Haben die Studenten ihre Diagnose gestellt, wird der zweite Part abgespult und gecheckt, ob, wie und worin sich die eigenen Einschätzungen mit denen im Film decken. Oder warum eben nicht. Dann ... schlägt House zu.

Aber auch sein Vorgehen wird kritisch unter die Lupe genommen: „Man muss nicht immer gleich den Brustkorb öffnen“, schmunzelt Schäfer, der derart drastische Maßnahmen als Tribut an die Quotenjagd klar stellt; als Kliniker unterscheide man schnell zwischen den drei Vierteln Fakten und dem einen Viertel Fiktion als Zugeständnis an die Dramaturgie. Auch, dass ein anders Mal gleich die gesamte Palette verfügbarer Untersuchungsgeräte ausgereizt wird, müsse für echte Mediziner ein (Wunsch)traum bleiben.

Das House-Seminar ist ein Renner. Und selbst im Internet ein Thema für Studenten- Blogs. Als TV-Serie sicherte „Dr.
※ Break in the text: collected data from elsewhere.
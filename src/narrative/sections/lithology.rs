//! Lithology paragraph
//!
//! "{lithology}{landform} underlie {share}{subject}. "
//!
//! Bedrock is only worth a sentence of its own when it shapes the relief.
//! When no major lithology (over 20%) mostly forms one landform, the whole
//! paragraph collapses into a single mixed-bedrock sentence.

use smallvec::SmallVec;

use crate::narrative::sections::{
    fraction_group, is_grouped, location_opener, subject, SynthesisState,
};
use crate::narrative::utils::classify::{composition_tier, Composition, Proportion};
use crate::narrative::utils::text::{capitalize_first, join_list};
use crate::types::{ClassRecord, Layer, PolygonContext};

/// Share above which a lithology counts as major in the mixed-bedrock sentence.
pub const MAJOR_PERCENT: f64 = 20.0;

/// Generate the lithology paragraph.
pub fn generate(ctx: &PolygonContext, units: &[&ClassRecord], state: &mut SynthesisState) -> String {
    if !units.iter().any(|unit| forms_relief(unit, state)) {
        let text = mixed_bedrock(ctx, units);
        for unit in units {
            state.observe(unit);
        }
        return text;
    }

    let mut paragraph = String::new();
    let mut fractions: SmallVec<[&ClassRecord; 4]> = SmallVec::new();

    for unit in units {
        if is_grouped(unit) {
            fractions.push(*unit);
            continue;
        }
        paragraph.push_str(&sentence(ctx, unit, state));
        if !Proportion::from_percent(unit.percent).is_fraction() {
            paragraph.push_str(&location(ctx, unit));
        }
        state.observe(unit);
    }

    paragraph.push_str(&fraction_group(
        ctx,
        &fractions,
        "are",
        "",
        state,
        |unit, state| sentence(ctx, unit, state),
    ));
    paragraph
}

/// A major lithology that mostly forms a single narratable landform.
fn forms_relief(unit: &ClassRecord, state: &SynthesisState) -> bool {
    unit.percent > MAJOR_PERCENT
        && unit
            .co_occurrence(Layer::Landform)
            .is_some_and(|lf| state.allows(&lf.label) && composition_tier(lf.percent).is_some())
}

fn mixed_bedrock(ctx: &PolygonContext, units: &[&ClassRecord]) -> String {
    let (major, minor): (Vec<&ClassRecord>, Vec<&ClassRecord>) =
        units.iter().copied().partition(|unit| unit.percent > MAJOR_PERCENT);
    let major: SmallVec<[&str; 4]> = major.iter().map(|u| u.prose).collect();
    let minor: SmallVec<[&str; 4]> = minor.iter().map(|u| u.prose).collect();

    // majors chain with "and"; minors read as a fraction list
    let mut text = if major.is_empty() {
        format!(
            "A mix with no dominant lithology characterizes the landforms of {}",
            ctx.name.subject()
        )
    } else {
        format!(
            "A mix of {} predominate throughout the landforms of {}",
            major.join(" and "),
            ctx.name.subject()
        )
    };
    if minor.is_empty() {
        text.push_str(". ");
    } else {
        text.push_str(&format!(", along with small amounts of {}. ", join_list(&minor)));
    }
    text
}

fn sentence(ctx: &PolygonContext, unit: &ClassRecord, state: &SynthesisState) -> String {
    capitalize_first(&format!(
        "{}{} underlie {}{}. ",
        unit.prose,
        landform_clause(unit, state),
        Proportion::from_percent(unit.percent).lead_in(),
        subject(ctx, unit)
    ))
}

/// ", mostly forming high hills," and stronger forms.
fn landform_clause(unit: &ClassRecord, state: &SynthesisState) -> String {
    let Some(landform) = unit.co_occurrence(Layer::Landform) else {
        return String::new();
    };
    if !state.allows(&landform.label) {
        return String::new();
    }
    match composition_tier(landform.percent) {
        Some(Composition::Completely) => format!(", forming {},", landform.prose),
        Some(Composition::AlmostAll) => format!(", almost all of which form {},", landform.prose),
        Some(Composition::Mostly) => format!(", mostly forming {},", landform.prose),
        None => String::new(),
    }
}

fn location(ctx: &PolygonContext, unit: &ClassRecord) -> String {
    match unit.location.severity() {
        Some(severity) => format!(
            "{}{} are in the {} of the {}. ",
            location_opener(severity, true),
            unit.prose,
            unit.location.zone_phrase,
            ctx.name.noun
        ),
        None => String::new(),
    }
}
House“ sich inzwischen sogar einen Eintrag ins Guinness- Buch der Rekorde als beliebteste Sendung in den Kritiken. „Was für mich signalisiert, dass viele Dr. House mit anderen Augen sehen. Er ist kein Spinner, sondern ein Arzt in einer gut recherchierten Serie.“, steht Schäfer hinter seinem Konzept. Das Seminar wird – wie die Serie – fortgesetzt. 60 bis 70 Sequenzen will Schäfer mit Studenten auf House Spuren wandeln, zur Zeit sind die ersten 20 Folgen und außer der Reihe besonders interessante Fälle in Arbeit.